Ce terme du barreau n’est point admis dans la poésie noble.

Faites un peu de force à votre impatience[1].

Calmez, modérez votre impatience ; mettez un frein à votre impatience, voilà le mot propre. Faire force est barbare.

...Non pas, César, non pas à Rome encor[2] :
Il faut que ta défaite et que tes funérailles
À cette cendre aimée en ouvrent les murailles ;
Et, quoiqu’elle la tienne aussi chère que moi…

Cette elle tombe sur Rome, et semble tomber sur la cendre de Pompée par la construction de la phrase. Aussi chère que moi, on ne sait si c’est Cornélie qui est aussi chère, ou si c’est à elle que cette cendre est aussi chère. Ces amphibologies jettent une obscurité désagréable dans le style. Je n’ai relevé que celle-ci pour n’être pas trop long ; mais la tragédie que j’examine est pleine de ces obscurités. C’est un défaut qu’il faut éviter avec soin.

Et quand tout mon effort se trouvera rompu[3].

On rompt un projet, une ligue, des liens, une assemblée ; on arrête un effort, on s’y oppose, on le surmonte, on le rend inutile, etc.

J’ai vu le désespoir qu’il a voulu choisir[4].

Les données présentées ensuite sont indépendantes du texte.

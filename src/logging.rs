//! Logging System
//!
//! Structured logging via the `tracing` crate. Level and format come from
//! configuration, with `OUTREACH_LOG` environment overrides taking priority.

use crate::error::ApiError;
use serde::{Deserialize, Serialize};
use tracing_subscriber::fmt::time::ChronoUtc;
use tracing_subscriber::{fmt, layer::SubscriberExt, util::SubscriberInitExt, EnvFilter, Registry};

/// Logging configuration
#[derive(Debug, Clone, Serialize, Deserialize)]
pub struct LoggingConfig {
    /// Log level: trace, debug, info, warn, error, off
    #[serde(default = "default_log_level")]
    pub level: String,

    /// Output format: json, text (default: text)
    #[serde(default = "default_format")]
    pub format: String,

    /// Enable colored output (text format only)
    #[serde(default = "default_true")]
    pub color: bool,
}

fn default_log_level() -> String {
    "info".to_string()
}

fn default_format() -> String {
    "text".to_string()
}

fn default_true() -> bool {
    true
}

impl Default for LoggingConfig {
    fn default() -> Self {
        Self {
            level: default_log_level(),
            format: default_format(),
            color: default_true(),
        }
    }
}

/// Initialize the logging system
///
/// Priority order (highest to lowest):
/// 1. `OUTREACH_LOG` / `OUTREACH_LOG_FORMAT` environment variables
/// 2. Configuration file
/// 3. Defaults
pub fn init_logging(config: Option<&LoggingConfig>) -> Result<(), ApiError> {
    let filter = build_env_filter(config);
    let format = determine_format(config)?;
    let use_color = config.map(|c| c.color).unwrap_or(true);

    let base_subscriber = Registry::default().with(filter);

    if format == "json" {
        base_subscriber
            .with(
                fmt::layer()
                    .json()
                    .with_target(true)
                    .with_timer(ChronoUtc::rfc_3339())
                    .with_writer(std::io::stdout),
            )
            .init();
    } else {
        base_subscriber
            .with(
                fmt::layer()
                    .with_target(true)
                    .with_timer(ChronoUtc::rfc_3339())
                    .with_ansi(use_color)
                    .with_writer(std::io::stdout),
            )
            .init();
    }

    Ok(())
}

fn build_env_filter(config: Option<&LoggingConfig>) -> EnvFilter {
    if let Ok(filter) = EnvFilter::try_from_env("OUTREACH_LOG") {
        return filter;
    }
    let level = config.map(|c| c.level.as_str()).unwrap_or("info");
    EnvFilter::new(level)
}

fn determine_format(config: Option<&LoggingConfig>) -> Result<String, ApiError> {
    if let Ok(format) = std::env::var("OUTREACH_LOG_FORMAT") {
        if format == "json" || format == "text" {
            return Ok(format);
        }
    }

    let format = config.map(|c| c.format.as_str()).unwrap_or("text");
    if format != "json" && format != "text" {
        return Err(ApiError::ConfigError(format!(
            "Invalid log format: {} (must be 'json' or 'text')",
            format
        )));
    }

    Ok(format.to_string())
}

#[cfg(test)]
mod tests {
    use super::*;

    #[test]
    fn test_default_logging_config() {
        let config = LoggingConfig::default();
        assert_eq!(config.level, "info");
        assert_eq!(config.format, "text");
        assert!(config.color);
    }

    #[test]
    fn test_invalid_format_rejected() {
        let config = LoggingConfig {
            level: "info".into(),
            format: "xml".into(),
            color: false,
        };
        assert!(determine_format(Some(&config)).is_err());
    }
}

On entre dans le désespoir, on s’abandonne, on se livre au désespoir ; on ne le choisit pas.

Il est de la fatalité[5]
Que l’aigreur soit mêlée à la félicité.

On dit bien notre destin, la fatalité ordonne, etc., mais on ne dit pas il est de la fatalité, comme on dit il est d’usage ; l’aigreur est un terme très-impropre ; et l’amertume s’oppose à la douceur, et non à la félicité.

Je me suis arrêté, dans cet examen, uniquement aux fautes de langage, et je n’ai pas parlé des vices du style, dont le nombre est prodigieux. Cette discussion n’était pas de mon sujet, non

  1. Acte V, scène iv, 33.
  2. Ibid., 36.
  3. Ibid. vers 79.
  4. Acte V, scène v, vers 18.
  5. Ibid., 33.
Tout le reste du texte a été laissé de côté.